Major depression disorder predicted by functional impairment and previous history of depression
THURSDAY, Oct. 13 (HealthDay News) -- Approximately 20 percent of patients with cerebral glioma have major depressive disorder (MDD) in the six months after starting radiotherapy, with a previous history of functional impairment or depression predicting MDD, according to a study published online Oct. 11 in the Journal of Clinical Oncology.
Alasdair G. Rooney, M.D., from the Western General Hospital in the United Kingdom, and colleagues evaluated the frequency, independent clinical associations, and longitudinal course of depression in 155 patients with a new diagnosis of cerebral glioma. Shortly after the initiation of radiotherapy (T1), participants received the Structural Clinical Interview (Diagnostic and Statistical Manual of Mental Disorders, Fourth Edition) to diagnose MDD, and follow-up interviews were performed three (T2) and six months (T3) later.

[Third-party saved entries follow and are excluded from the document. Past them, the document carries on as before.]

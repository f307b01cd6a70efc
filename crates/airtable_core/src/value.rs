use chrono::{DateTime, NaiveDate, SecondsFormat, Utc};
use serde::{Deserialize, Serialize};
use serde_json::Value;

use crate::schema::ResolvedKind;

/// File attached to a record. Content is never downloaded.
#[derive(Debug, Clone, PartialEq, Eq, Serialize, Deserialize)]
pub struct Attachment {
    pub name: String,
    pub url: Option<String>,
    pub size: Option<u64>,
    #[serde(rename = "type")]
    pub mime_type: Option<String>,
}

#[derive(Debug, Clone, PartialEq, Eq, Serialize, Deserialize)]
pub struct Collaborator {
    pub name: String,
    pub id: String,
    #[serde(default, skip_serializing_if = "Option::is_none")]
    pub email: Option<String>,
}

/// A coerced cell. `Empty` marks "no value present" and is distinct from
/// every falsy value (`Number(0.0)`, `Text("")` never occurs, `Boolean(false)`).
#[derive(Debug, Clone, PartialEq, Default)]
pub enum CellValue {
    #[default]
    Empty,
    Text(String),
    Number(f64),
    Boolean(bool),
    Date(NaiveDate),
    DateTime(DateTime<Utc>),
    /// Multi-select labels or linked-record display values, in stored order.
    List(Vec<String>),
    Attachments(Vec<Attachment>),
    Collaborators(Vec<Collaborator>),
}

impl CellValue {
    pub fn is_empty(&self) -> bool {
        matches!(self, CellValue::Empty)
    }

    pub fn as_text(&self) -> Option<&str> {
        match self {
            CellValue::Text(text) => Some(text),
            _ => None,
        }
    }

    pub fn as_number(&self) -> Option<f64> {
        match self {
            CellValue::Number(n) => Some(*n),
            _ => None,
        }
    }

    pub fn as_bool(&self) -> Option<bool> {
        match self {
            CellValue::Boolean(b) => Some(*b),
            _ => None,
        }
    }

    /// Display strings of a multi-valued cell (labels, record names, file names, user names).
    pub fn display_values(&self) -> Vec<String> {
        match self {
            CellValue::List(items) => items.clone(),
            CellValue::Attachments(files) => files.iter().map(|a| a.name.clone()).collect(),
            CellValue::Collaborators(users) => users.iter().map(|u| u.name.clone()).collect(),
            _ => Vec::new(),
        }
    }

    /// Native JSON shape: lists stay lists, dates are ISO strings, empty is `null`.
    pub fn to_json(&self) -> Value {
        match self {
            CellValue::Empty => Value::Null,
            CellValue::Text(text) => Value::String(text.clone()),
            CellValue::Number(n) => number_to_json(*n),
            CellValue::Boolean(b) => Value::Bool(*b),
            CellValue::Date(date) => Value::String(format_date(date)),
            CellValue::DateTime(instant) => Value::String(format_date_time(instant)),
            CellValue::List(items) => {
                Value::Array(items.iter().cloned().map(Value::String).collect())
            }
            CellValue::Attachments(files) => serde_json::to_value(files).unwrap_or(Value::Null),
            CellValue::Collaborators(users) => serde_json::to_value(users).unwrap_or(Value::Null),
        }
    }

    /// Inverse of [`CellValue::to_json`] for a column of `kind`.
    /// Values that do not fit the kind read back as `None`.
    pub fn from_json(kind: &ResolvedKind, value: &Value) -> Option<CellValue> {
        if value.is_null() {
            return Some(CellValue::Empty);
        }
        let cell = match kind.value_kind() {
            ResolvedKind::Text | ResolvedKind::SingleSelect => CellValue::Text(value.as_str()?.to_string()),
            ResolvedKind::Number => CellValue::Number(value.as_f64()?),
            ResolvedKind::Boolean => CellValue::Boolean(value.as_bool()?),
            ResolvedKind::Date => CellValue::Date(NaiveDate::parse_from_str(value.as_str()?, DATE_FORMAT).ok()?),
            ResolvedKind::DateTime => CellValue::DateTime(
                DateTime::parse_from_rfc3339(value.as_str()?)
                    .ok()?
                    .with_timezone(&Utc),
            ),
            ResolvedKind::MultiSelect | ResolvedKind::Reference => CellValue::List(
                value
                    .as_array()?
                    .iter()
                    .map(|item| item.as_str().map(str::to_string))
                    .collect::<Option<Vec<_>>>()?,
            ),
            ResolvedKind::Attachment => CellValue::Attachments(Vec::deserialize(value).ok()?),
            ResolvedKind::Collaborator => CellValue::Collaborators(Vec::deserialize(value).ok()?),
            ResolvedKind::Computed(_) => return None,
        };
        Some(cell)
    }
}

pub(crate) const DATE_FORMAT: &str = "%Y-%m-%d";

pub(crate) fn format_date(date: &NaiveDate) -> String {
    date.format(DATE_FORMAT).to_string()
}

pub(crate) fn format_date_time(instant: &DateTime<Utc>) -> String {
    instant.to_rfc3339_opts(SecondsFormat::AutoSi, true)
}

/// Integral values are emitted as JSON integers so `3` does not become `3.0`.
fn number_to_json(n: f64) -> Value {
    if n.fract() == 0.0 && n.abs() < 9.0e15 {
        Value::from(n as i64)
    } else {
        serde_json::Number::from_f64(n)
            .map(Value::Number)
            .unwrap_or(Value::Null)
    }
}

#[cfg(test)]
mod tests {
    use super::*;
    use serde_json::json;

    #[test]
    fn integral_numbers_serialize_without_fraction() {
        assert_eq!(CellValue::Number(3.0).to_json(), json!(3));
        assert_eq!(CellValue::Number(0.25).to_json(), json!(0.25));
    }

    #[test]
    fn empty_reads_back_from_null_for_any_kind() {
        assert_eq!(
            CellValue::from_json(&ResolvedKind::Boolean, &Value::Null),
            Some(CellValue::Empty)
        );
    }
}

The investigators found that the average frequency of MDD was 13.5, 14.8, and 6.8 percent at T1, T2, T3, respectively. There were a total of 32 MDD cases diagnosed during the study period (20.6 percent) with good inter-rater diagnostic agreement. Functional impairment and previous history of depression were independent predictors of MDD (odds ratio, 3.9; 95 percent confidence interval [CI], 1.5 to 10.8; and 2.7; 95 percent CI, 0.99 to 7.3, respectively). Many depressed patients dropped out of the study due to clinical deterioration but MDD continued for at least three months in nearly half of the patients with adequate follow-up.
"Most adults with glioma may not become depressed during primary treatment. However, the frequency of MDD seems to remain clinically significant, affecting up to one in five patients in the six months after starting radiotherapy," the authors write.
One of the study authors has given expert testimony in court on the psychiatric aspects of tumors.